Word Lists

These are the lists of words that we have used. We really welcome feedback and comments, and we will keep editing our lists and adding new ones, so let us know what you think. And send us ideas for other lists to include! [email protected]

Stop Words

These are high frequency function words (such as the, and, of) that are critical but distinguishable from content words. These words are not displayed in the Tag Cloud.

Common to Rare words

Although there are many word frequency lists and almost any would be sufficient for our purposes, we have chosen the list from Project Gutenberg to show support for the project. Word frequency is a good proxy for expected difficulty of the word.

Academic Word List (AWL)

The Academic Word List was created by Averil Coxhead at the School of Linguistics and Applied Language Studies at Victoria University of Wellington, New Zealand. The list contains 570 words which appear with high frequency in academic textbooks across a range of disciplines, and therefore are not discipline-specific words. The AWL does not contain words that are in the most common 2000 words of English. The AWL was created so that this word list could be used by teachers as part of a program preparing students for university level study or used by students working alone to learn the words most needed to study at universities. For additional information about AWL, see Coxhead, Averil (2000). A New Academic Word List. TESOL Quarterly, 34(2): 213-238 and Wikipedia.

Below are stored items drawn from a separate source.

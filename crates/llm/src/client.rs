//! Chat client abstraction and request/response types.

use ragd_core::AppResult;
use serde::{Deserialize, Serialize};

/// A single chat completion request: a fixed system instruction plus
/// one user message, sent as a two-message conversation.
#[derive(Debug, Clone, Serialize, Deserialize)]
pub struct ChatRequest {
    /// System instruction
    pub system: String,

    /// User message text
    pub prompt: String,

    /// Model identifier (e.g., "qwen2.5:3b")
    pub model: String,
}

impl ChatRequest {
    /// Create a new chat request.
    pub fn new(
        system: impl Into<String>,
        prompt: impl Into<String>,
        model: impl Into<String>,
    ) -> Self {
        Self {
            system: system.into(),
            prompt: prompt.into(),
            model: model.into(),
        }
    }
}

/// Model output, tagged at the provider boundary.
///
/// Providers decide once, while parsing the HTTP body, whether the
/// response carried a text field. Callers never probe response shapes
/// themselves.
#[derive(Debug, Clone, Serialize, Deserialize)]
#[serde(tag = "kind", rename_all = "snake_case")]
pub enum ChatOutput {
    /// The backend returned a well-formed text completion.
    Text { text: String },

    /// The backend returned something without a text field; kept
    /// verbatim so callers can degrade to a string rendering.
    Raw { raw: serde_json::Value },
}

impl ChatOutput {
    /// Render the output as plain text.
    ///
    /// `Raw` falls back to the JSON rendering of the whole body: a
    /// malformed backend response degrades, it never crashes.
    pub fn into_text(self) -> String {
        match self {
            ChatOutput::Text { text } => text,
            ChatOutput::Raw { raw } => raw.to_string(),
        }
    }
}

/// Chat completion response.
#[derive(Debug, Clone, Serialize, Deserialize)]
pub struct ChatResponse {
    /// The model output
    pub output: ChatOutput,

    /// Model that generated the response
    pub model: String,
}

/// Trait for chat-model providers.
#[async_trait::async_trait]
pub trait LlmClient: Send + Sync {
    /// Get the provider name (e.g., "ollama").
    fn provider_name(&self) -> &str;

    /// Perform a single synchronous chat round trip.
    ///
    /// Backend failures (unreachable, non-2xx) are propagated to the
    /// caller unmodified; there are no retries.
    async fn chat(&self, request: &ChatRequest) -> AppResult<ChatResponse>;
}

General Service List (GSL)

The General Service List was developed by Michael West in the 1950’s to represent the 2,000 most common words appearing in the English language. The list has gone through some refinements over the years, but it is generally quite stable, and useful for teachers of English as a second language. Visit Wikipedia for more information.

New General Service List (NGSL)

The New General Service List (NGSL) is a list of approximately 2800 core vocabulary words published by Dr. Charles Browne, Dr. Brent Culligan and Joseph Phillips in March 2013.

The words in the NGSL represent the most important high frequency words of the English language for second language learners of English and the list is a major update of Michael West’s 1953 GSL. Although there are more than 600,000 word families in the English language, the 2800 words in the NGSL give more than 90% coverage for learners when trying to read most general texts of English. Visit Wikipedia for more information.

Language Arts, Math, Science and Social Studies Words

These words include those identified in Robert Marzano’s important work (Marzano, 2004), but his list contains many compound words (e.g., nuclear reaction) which do not work well in the WordSift context, since WordSift operates at the individual word level. So, with apologies, we chopped up those compounds into individual words. We then also had several teachers with content specialization go through the list to delete and add items, consulting their own glossaries and wealth of teaching experience. In spite of these transformations, teachers using the Marzano materials should be able to make use of WordSift to aid in their work.

Word Generation

Word Generation (http://wordgeneration.org/) is a middle school academic language program developed under the direction of Harvard University Professor Catherine Snow, one of the nation’s most prominent experts in literacy. The program originated at the SERP-Boston field site in collaboration with teachers and administrators in the Boston Public Schools. It is geared toward all students, in all subject areas, and can be used in all three middle grades simultaneously. WordSift features the list of words used in the Word Generation program, separately for each of the 3 series of the program.